== Study material ==
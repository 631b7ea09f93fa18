//! Published downloadable tables.

use std::collections::HashMap;
use std::sync::Arc;

use tracing::{debug, instrument};

use tractscore_shared::{DownloadGlobalConfig, FieldConfig, FieldFormat, Result, RoundingConfig, TractScoreError};
use tractscore_table::arrow::array::{Array, ArrayRef, Float64Array, Int64Array};
use tractscore_table::arrow::compute::cast;
use tractscore_table::arrow::datatypes::DataType;
use tractscore_table::{Table, floor_round, floor_to_int};

/// Normalize one column for publication.
///
/// Percentages become floored whole percents, loss rates floored percents at
/// the loss precision and floats are floored at the float precision. Numeric
/// formats turn non-numeric input into null; other formats pass through.
pub fn normalize_column(column: &ArrayRef, format: FieldFormat, rounding: &RoundingConfig) -> Result<ArrayRef> {
    let normalized: ArrayRef = match format {
        FieldFormat::Percentage => Arc::new(
            numbers(column)?
                .iter()
                .map(|v| v.and_then(|v| floor_to_int(v * 100.0)))
                .collect::<Int64Array>(),
        ),
        FieldFormat::LossRatePercentage => Arc::new(
            numbers(column)?
                .iter()
                .map(|v| v.map(|v| floor_round(v * 100.0, rounding.loss_rate_percentage)))
                .collect::<Float64Array>(),
        ),
        FieldFormat::Float => Arc::new(
            numbers(column)?
                .iter()
                .map(|v| v.map(|v| floor_round(v, rounding.float)))
                .collect::<Float64Array>(),
        ),
        FieldFormat::String | FieldFormat::Bool | FieldFormat::Integer => Arc::clone(column),
    };
    Ok(normalized)
}

/// The column as floats; text that does not parse and NaN become null.
fn numbers(column: &ArrayRef) -> Result<Float64Array> {
    let converted = cast(column.as_ref(), &DataType::Float64)
        .map_err(|e| TractScoreError::validation(format!("numeric field: {e}")))?;
    let floats = converted
        .as_any()
        .downcast_ref::<Float64Array>()
        .ok_or_else(|| TractScoreError::validation("numeric field did not cast to float"))?;
    Ok(floats.iter().map(|v| v.filter(|v| !v.is_nan())).collect())
}

/// Project, normalize, relabel and sort the merged score for one download.
#[instrument(skip_all, fields(fields = fields.len()))]
pub fn build_downloadable(
    merged: &Table,
    fields: &[FieldConfig],
    global: &DownloadGlobalConfig,
) -> Result<Table> {
    let names: Vec<&str> = fields.iter().map(|f| f.score_name.as_str()).collect();
    let mut table = merged.select(&names).map_err(|e| {
        TractScoreError::config(format!("downloadable fields do not match the score: {e}"))
    })?;

    for field in fields {
        let column = normalize_column(table.column(&field.score_name)?, field.format, &global.rounding_num)?;
        table = table.with_column(&field.score_name, column)?;
    }

    let renames: HashMap<&str, &str> = fields
        .iter()
        .map(|f| (f.score_name.as_str(), f.label.as_str()))
        .collect();
    let mut table = table.rename(&renames)?;

    if let Some(label) = &global.sort_by_label {
        table = table.sort_by_column(label)?;
    }
    debug!(rows = table.len(), columns = table.width(), "downloadable built");
    Ok(table)
}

== What this task involves ==
Calculate how many lines of the material include the string "TractScoreError", and state that number by itself.

== Expected answer ==
4